- Work to complete -
With the string "that" as the filter, copy each matching line from the records.

[Stored data]
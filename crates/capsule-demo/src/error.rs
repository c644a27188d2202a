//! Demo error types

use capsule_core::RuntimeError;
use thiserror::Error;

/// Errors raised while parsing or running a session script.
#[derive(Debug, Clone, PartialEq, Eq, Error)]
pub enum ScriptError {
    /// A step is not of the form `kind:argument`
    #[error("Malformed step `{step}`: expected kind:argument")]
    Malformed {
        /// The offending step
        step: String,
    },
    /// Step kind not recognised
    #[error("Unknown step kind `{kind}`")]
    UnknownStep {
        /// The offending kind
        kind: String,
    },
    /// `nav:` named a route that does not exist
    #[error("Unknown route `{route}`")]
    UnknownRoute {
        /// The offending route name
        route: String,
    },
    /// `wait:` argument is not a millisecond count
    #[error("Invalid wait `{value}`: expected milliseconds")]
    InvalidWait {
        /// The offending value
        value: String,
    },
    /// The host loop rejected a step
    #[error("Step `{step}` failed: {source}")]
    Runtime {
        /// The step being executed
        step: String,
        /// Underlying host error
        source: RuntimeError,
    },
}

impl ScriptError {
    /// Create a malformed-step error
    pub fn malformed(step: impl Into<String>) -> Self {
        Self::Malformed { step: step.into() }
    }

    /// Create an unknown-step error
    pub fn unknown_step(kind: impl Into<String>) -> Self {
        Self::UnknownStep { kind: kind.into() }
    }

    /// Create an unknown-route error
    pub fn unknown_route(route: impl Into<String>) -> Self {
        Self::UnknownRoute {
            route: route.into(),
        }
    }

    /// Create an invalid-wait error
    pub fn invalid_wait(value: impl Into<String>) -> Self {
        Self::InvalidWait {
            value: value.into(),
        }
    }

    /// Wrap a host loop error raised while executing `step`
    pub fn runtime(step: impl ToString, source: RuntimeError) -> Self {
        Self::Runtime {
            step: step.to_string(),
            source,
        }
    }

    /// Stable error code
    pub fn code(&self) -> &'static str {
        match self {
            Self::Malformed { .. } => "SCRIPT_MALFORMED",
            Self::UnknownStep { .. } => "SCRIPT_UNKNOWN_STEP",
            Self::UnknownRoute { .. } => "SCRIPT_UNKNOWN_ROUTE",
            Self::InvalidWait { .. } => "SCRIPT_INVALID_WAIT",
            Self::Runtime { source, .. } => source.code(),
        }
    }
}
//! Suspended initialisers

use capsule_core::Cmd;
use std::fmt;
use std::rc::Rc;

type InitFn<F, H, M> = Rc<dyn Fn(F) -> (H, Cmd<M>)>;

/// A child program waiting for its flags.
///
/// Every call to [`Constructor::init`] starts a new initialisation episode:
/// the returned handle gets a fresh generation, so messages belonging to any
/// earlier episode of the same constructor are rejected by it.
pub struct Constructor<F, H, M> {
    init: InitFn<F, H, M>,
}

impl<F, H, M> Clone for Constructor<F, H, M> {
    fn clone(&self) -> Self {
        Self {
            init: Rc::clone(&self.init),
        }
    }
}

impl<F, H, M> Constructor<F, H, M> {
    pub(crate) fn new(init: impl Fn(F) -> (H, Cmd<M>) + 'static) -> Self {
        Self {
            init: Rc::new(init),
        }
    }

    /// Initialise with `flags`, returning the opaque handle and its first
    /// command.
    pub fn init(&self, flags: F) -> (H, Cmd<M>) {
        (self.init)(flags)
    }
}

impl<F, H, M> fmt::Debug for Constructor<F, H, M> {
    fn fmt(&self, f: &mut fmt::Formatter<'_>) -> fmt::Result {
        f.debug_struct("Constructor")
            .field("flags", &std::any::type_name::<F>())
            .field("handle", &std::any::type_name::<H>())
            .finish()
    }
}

* * *

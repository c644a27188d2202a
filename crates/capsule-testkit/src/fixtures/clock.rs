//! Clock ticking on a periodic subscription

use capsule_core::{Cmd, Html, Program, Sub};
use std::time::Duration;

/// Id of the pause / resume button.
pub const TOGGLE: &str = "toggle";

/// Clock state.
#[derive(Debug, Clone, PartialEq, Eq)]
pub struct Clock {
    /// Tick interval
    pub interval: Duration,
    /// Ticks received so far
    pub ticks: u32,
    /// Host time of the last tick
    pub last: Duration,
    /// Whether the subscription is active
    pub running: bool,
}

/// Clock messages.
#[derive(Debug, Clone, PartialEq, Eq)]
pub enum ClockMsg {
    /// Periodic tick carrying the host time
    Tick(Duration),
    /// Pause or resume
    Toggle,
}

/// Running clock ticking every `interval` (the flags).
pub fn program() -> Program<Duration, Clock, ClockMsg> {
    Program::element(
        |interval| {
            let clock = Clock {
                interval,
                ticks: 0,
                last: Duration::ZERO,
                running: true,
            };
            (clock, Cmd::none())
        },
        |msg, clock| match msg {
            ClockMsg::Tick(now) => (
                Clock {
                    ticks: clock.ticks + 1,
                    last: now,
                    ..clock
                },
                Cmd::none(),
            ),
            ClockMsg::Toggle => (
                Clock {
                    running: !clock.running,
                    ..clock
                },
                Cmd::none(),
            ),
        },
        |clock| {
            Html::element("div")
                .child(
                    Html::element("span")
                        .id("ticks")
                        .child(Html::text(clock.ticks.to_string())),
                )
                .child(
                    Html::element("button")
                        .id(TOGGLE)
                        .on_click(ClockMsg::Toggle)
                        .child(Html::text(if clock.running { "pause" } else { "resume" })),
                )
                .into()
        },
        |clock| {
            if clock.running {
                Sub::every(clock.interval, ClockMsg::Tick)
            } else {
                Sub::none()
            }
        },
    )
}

==

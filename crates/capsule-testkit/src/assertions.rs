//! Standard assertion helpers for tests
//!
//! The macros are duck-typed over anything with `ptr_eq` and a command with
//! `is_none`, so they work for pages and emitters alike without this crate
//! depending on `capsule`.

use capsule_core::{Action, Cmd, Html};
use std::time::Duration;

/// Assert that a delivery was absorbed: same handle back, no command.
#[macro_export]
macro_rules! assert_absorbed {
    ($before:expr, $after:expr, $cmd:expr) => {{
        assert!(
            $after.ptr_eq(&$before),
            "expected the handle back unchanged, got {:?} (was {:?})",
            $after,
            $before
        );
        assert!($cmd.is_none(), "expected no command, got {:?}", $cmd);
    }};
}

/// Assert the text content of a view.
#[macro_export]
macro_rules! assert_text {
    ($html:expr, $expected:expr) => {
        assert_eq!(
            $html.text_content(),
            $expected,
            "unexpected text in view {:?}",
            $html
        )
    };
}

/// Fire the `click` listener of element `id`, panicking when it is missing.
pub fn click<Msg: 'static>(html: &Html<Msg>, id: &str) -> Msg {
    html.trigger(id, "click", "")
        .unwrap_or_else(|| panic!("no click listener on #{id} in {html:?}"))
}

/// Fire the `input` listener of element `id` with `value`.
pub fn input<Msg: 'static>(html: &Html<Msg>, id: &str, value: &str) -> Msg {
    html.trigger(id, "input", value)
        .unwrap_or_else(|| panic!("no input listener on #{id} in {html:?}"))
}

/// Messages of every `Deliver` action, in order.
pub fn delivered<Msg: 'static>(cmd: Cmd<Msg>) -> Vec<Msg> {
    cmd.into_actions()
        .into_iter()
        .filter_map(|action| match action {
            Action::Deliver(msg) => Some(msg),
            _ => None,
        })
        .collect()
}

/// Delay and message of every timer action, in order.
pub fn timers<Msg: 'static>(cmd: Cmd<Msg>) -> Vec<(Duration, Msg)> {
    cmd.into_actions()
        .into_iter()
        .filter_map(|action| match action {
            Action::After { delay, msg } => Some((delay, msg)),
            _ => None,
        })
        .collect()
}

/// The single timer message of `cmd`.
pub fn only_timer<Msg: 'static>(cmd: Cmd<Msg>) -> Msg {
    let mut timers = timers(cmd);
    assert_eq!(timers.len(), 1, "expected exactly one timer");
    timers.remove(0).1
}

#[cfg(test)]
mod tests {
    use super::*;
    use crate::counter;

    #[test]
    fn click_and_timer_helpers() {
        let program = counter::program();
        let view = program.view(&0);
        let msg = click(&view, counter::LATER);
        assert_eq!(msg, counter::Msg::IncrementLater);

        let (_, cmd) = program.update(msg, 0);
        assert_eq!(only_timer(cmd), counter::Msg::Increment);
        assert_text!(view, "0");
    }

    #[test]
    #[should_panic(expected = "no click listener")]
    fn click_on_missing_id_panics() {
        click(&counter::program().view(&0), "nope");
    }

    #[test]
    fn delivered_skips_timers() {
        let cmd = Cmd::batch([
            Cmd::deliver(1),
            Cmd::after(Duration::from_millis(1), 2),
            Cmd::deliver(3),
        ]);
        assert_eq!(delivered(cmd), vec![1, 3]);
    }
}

- Your solution -
    /// `nav:` named a route that does not exist
/// Assert that a delivery was absorbed: same handle back, no command.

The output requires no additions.